Exercise directions
Write only the number of lines in the entries that hold the string "calculator".

Exercise materials
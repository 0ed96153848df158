use bitcalc_model::{BitWidth, CalculationTrace, Operation, StepExplanation, StepKind};

use super::{negated, overflow_note};
use crate::encoder::{complement_steps, to_binary};
use crate::narrator::narrate_sum;

/// Explains `a - b` as `a + (-b)`: the adder never subtracts, it adds the
/// two's complement of the subtrahend.
pub(super) fn explain(a: i64, b: i64, width: BitWidth, with_bit_level: bool) -> CalculationTrace {
    let result = i128::from(a) - i128::from(b);
    let a_bits = to_binary(a, width);
    let complement = complement_steps(b, width);
    let result_bits = to_binary(result, width);
    let minus_b = negated(b);

    let steps = vec![
        StepExplanation::new(
            StepKind::Operands,
            "Write the minuend in binary",
            format!(
                "Subtraction is carried out as {a} + ({minus_b}): instead of subtracting, \
                 the adder adds the two's complement of {b}."
            ),
        )
        .with_binary(format!("A = {a_bits}  ({a})")),
        StepExplanation::new(
            StepKind::Complement,
            format!("Two's complement of {b}"),
            format!("Invert every bit of {b}, then add 1 to get the pattern of {minus_b}."),
        )
        .with_binary(format!(
            "{}  ({b})\n{}  (inverted)\n{}  (+1 = {minus_b})",
            complement.original, complement.inverted, complement.negated
        )),
        StepExplanation::new(
            StepKind::Result,
            "Add the patterns",
            format!(
                "{a} + ({minus_b}) = {result}. Any carry out of the top bit is dropped. {}",
                overflow_note(result, width)
            ),
        )
        .with_binary(format!(
            "  {a_bits}\n+ {}\n= {result_bits}",
            complement.negated
        ))
        .with_result(format!("{a} - {b} = {result} (binary {result_bits})")),
    ];

    let bit_level = with_bit_level.then(|| narrate_sum(a, -i128::from(b), width));

    CalculationTrace {
        operation: Operation::Subtract,
        width,
        operand_a: a,
        operand_b: b,
        result,
        remainder: None,
        binary_result: result_bits,
        overflow: !width.fits(result),
        steps,
        bit_level,
    }
}
//! Calculation traces produced by the explainers.
//!
//! A [`CalculationTrace`] is a display-only projection of one calculation:
//! the operands, the untruncated result, an ordered list of
//! [`StepExplanation`]s and, for additive and bitwise operations, a per-bit
//! narration made of [`BitStep`]s. Traces are built once and never mutated.

use serde::{Deserialize, Serialize};
use std::fmt;

use crate::enums::{BitWidth, Operation, Radix};

/// Category of a step, for consumers that style or filter steps.
#[derive(Debug, Clone, Copy, PartialEq, Eq, Hash, Serialize, Deserialize)]
#[serde(rename_all = "snake_case")]
pub enum StepKind {
    /// Operands shown in binary.
    Operands,
    /// Rule or truth table for the operator.
    Rules,
    /// Description of the algorithm being applied.
    Method,
    /// Two's complement derivation of a negated operand.
    Complement,
    /// One shifted partial product of a multiplication.
    PartialProduct { bit: u32 },
    /// Final result.
    Result,
    /// Terminal notice for a zero divisor.
    DivisionByZero,
}

/// One step of a calculation trace.
#[derive(Debug, Clone, PartialEq, Eq, Serialize, Deserialize)]
pub struct StepExplanation {
    pub kind: StepKind,
    pub title: String,
    pub description: String,
    /// Binary working panel (may span several lines).
    #[serde(default, skip_serializing_if = "Option::is_none")]
    pub binary: Option<String>,
    /// Terminal result annotation.
    #[serde(default, skip_serializing_if = "Option::is_none")]
    pub result: Option<String>,
}

impl StepExplanation {
    pub fn new(kind: StepKind, title: impl Into<String>, description: impl Into<String>) -> Self {
        Self {
            kind,
            title: title.into(),
            description: description.into(),
            binary: None,
            result: None,
        }
    }

    #[must_use]
    pub fn with_binary(mut self, binary: impl Into<String>) -> Self {
        self.binary = Some(binary.into());
        self
    }

    #[must_use]
    pub fn with_result(mut self, result: impl Into<String>) -> Self {
        self.result = Some(result.into());
        self
    }
}

/// How the output bit of a [`BitStep`] was produced.
#[derive(Debug, Clone, Copy, PartialEq, Eq, Hash, Serialize, Deserialize)]
#[serde(rename_all = "lowercase")]
pub enum BitRule {
    /// Full-adder sum with carry.
    Sum,
    And,
    Or,
    Xor,
}

impl BitRule {
    /// Operator text used in narration.
    pub fn symbol(&self) -> &'static str {
        match self {
            BitRule::Sum => "+",
            BitRule::And => "AND",
            BitRule::Or => "OR",
            BitRule::Xor => "XOR",
        }
    }
}

/// Narration of a single bit position.
///
/// `position` counts from the least-significant bit (0), independent of the
/// order in which the steps are listed.
#[derive(Debug, Clone, Copy, PartialEq, Eq, Serialize, Deserialize)]
pub struct BitStep {
    pub position: u32,
    pub rule: BitRule,
    pub a: u8,
    pub b: u8,
    pub result: u8,
    #[serde(default, skip_serializing_if = "Option::is_none")]
    pub carry_in: Option<u8>,
    #[serde(default, skip_serializing_if = "Option::is_none")]
    pub carry_out: Option<u8>,
}

impl BitStep {
    /// Returns true if this position produced a carry into the next one.
    pub fn generated_carry(&self) -> bool {
        self.carry_out == Some(1)
    }
}

impl fmt::Display for BitStep {
    fn fmt(&self, f: &mut fmt::Formatter<'_>) -> fmt::Result {
        match (self.rule, self.carry_in, self.carry_out) {
            (BitRule::Sum, Some(carry_in), Some(carry_out)) => write!(
                f,
                "Bit {}: {} + {} + carry {} = {}, carry {}",
                self.position, self.a, self.b, carry_in, self.result, carry_out
            ),
            (rule, _, _) => write!(
                f,
                "Bit {}: {} {} {} = {}",
                self.position,
                self.a,
                rule.symbol(),
                self.b,
                self.result
            ),
        }
    }
}

/// The complete explanation of one calculation.
#[derive(Debug, Clone, PartialEq, Eq, Serialize, Deserialize)]
pub struct CalculationTrace {
    pub operation: Operation,
    pub width: BitWidth,
    pub operand_a: i64,
    pub operand_b: i64,
    /// Untruncated result (the quotient for division).
    pub result: i128,
    /// Remainder, for division only.
    #[serde(default, skip_serializing_if = "Option::is_none")]
    pub remainder: Option<i128>,
    /// Bit pattern of the result as shown in the final step.
    pub binary_result: String,
    /// True when the result does not fit in `width` bits.
    pub overflow: bool,
    pub steps: Vec<StepExplanation>,
    #[serde(default, skip_serializing_if = "Option::is_none")]
    pub bit_level: Option<Vec<BitStep>>,
}

impl CalculationTrace {
    /// Returns the first step of the given kind.
    pub fn step(&self, kind: StepKind) -> Option<&StepExplanation> {
        self.steps.iter().find(|step| step.kind == kind)
    }

    /// Returns the last step, which always carries the outcome.
    pub fn final_step(&self) -> Option<&StepExplanation> {
        self.steps.last()
    }

    /// Returns true if the divisor was zero.
    pub fn is_division_by_zero(&self) -> bool {
        self.step(StepKind::DivisionByZero).is_some()
    }

    /// Renders the bit-level narration as text lines.
    pub fn bit_level_lines(&self) -> Vec<String> {
        self.bit_level
            .as_deref()
            .unwrap_or_default()
            .iter()
            .map(ToString::to_string)
            .collect()
    }
}

/// Operand text and selectors as collected by a presentation layer.
#[derive(Debug, Clone, PartialEq, Eq, Serialize, Deserialize)]
pub struct ExplainRequest {
    pub operation: Operation,
    pub operand_a: String,
    pub operand_b: String,
    #[serde(default)]
    pub radix: Radix,
    #[serde(default)]
    pub width: BitWidth,
}

impl ExplainRequest {
    pub fn new(
        operation: Operation,
        operand_a: impl Into<String>,
        operand_b: impl Into<String>,
    ) -> Self {
        Self {
            operation,
            operand_a: operand_a.into(),
            operand_b: operand_b.into(),
            radix: Radix::default(),
            width: BitWidth::default(),
        }
    }

    #[must_use]
    pub fn with_radix(mut self, radix: Radix) -> Self {
        self.radix = radix;
        self
    }

    #[must_use]
    pub fn with_width(mut self, width: BitWidth) -> Self {
        self.width = width;
        self
    }
}
//! Bitwise and arithmetic explainer engine.
//!
//! This crate turns two operands, a bit width and an operation into a
//! [`CalculationTrace`](bitcalc_model::CalculationTrace): the steps a person
//! would take to carry out the calculation by hand on a fixed-width
//! two's-complement register.
//!
//! # Modules
//!
//! - [`converter`]: parsing and rendering in binary, octal, decimal and hex
//! - [`encoder`]: fixed-width two's-complement bit strings
//! - [`explain`]: one explainer per operation
//! - [`narrator`]: per-bit narration for additive and bitwise operations
//! - [`calculator`]: plain bitwise operations without a trace
//!
//! # Example
//!
//! ```
//! use bitcalc_core::explain;
//! use bitcalc_model::{BitWidth, Operation, Radix};
//!
//! let trace = explain(Operation::Add, "10", "6", Radix::Decimal, BitWidth::W8);
//! assert_eq!(trace.result, 16);
//! assert_eq!(trace.binary_result, "00010000");
//! assert!(!trace.overflow);
//! ```

pub mod calculator;
pub mod converter;
pub mod encoder;
mod error;
pub mod explain;
pub mod narrator;

pub use calculator::calculate;
pub use converter::{convert, convert_text, parse, render};
pub use encoder::{to_binary, to_twos_complement};
pub use error::{ExplainError, Result};
pub use explain::{explain, explain_values, explain_with_options};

Result of this task
3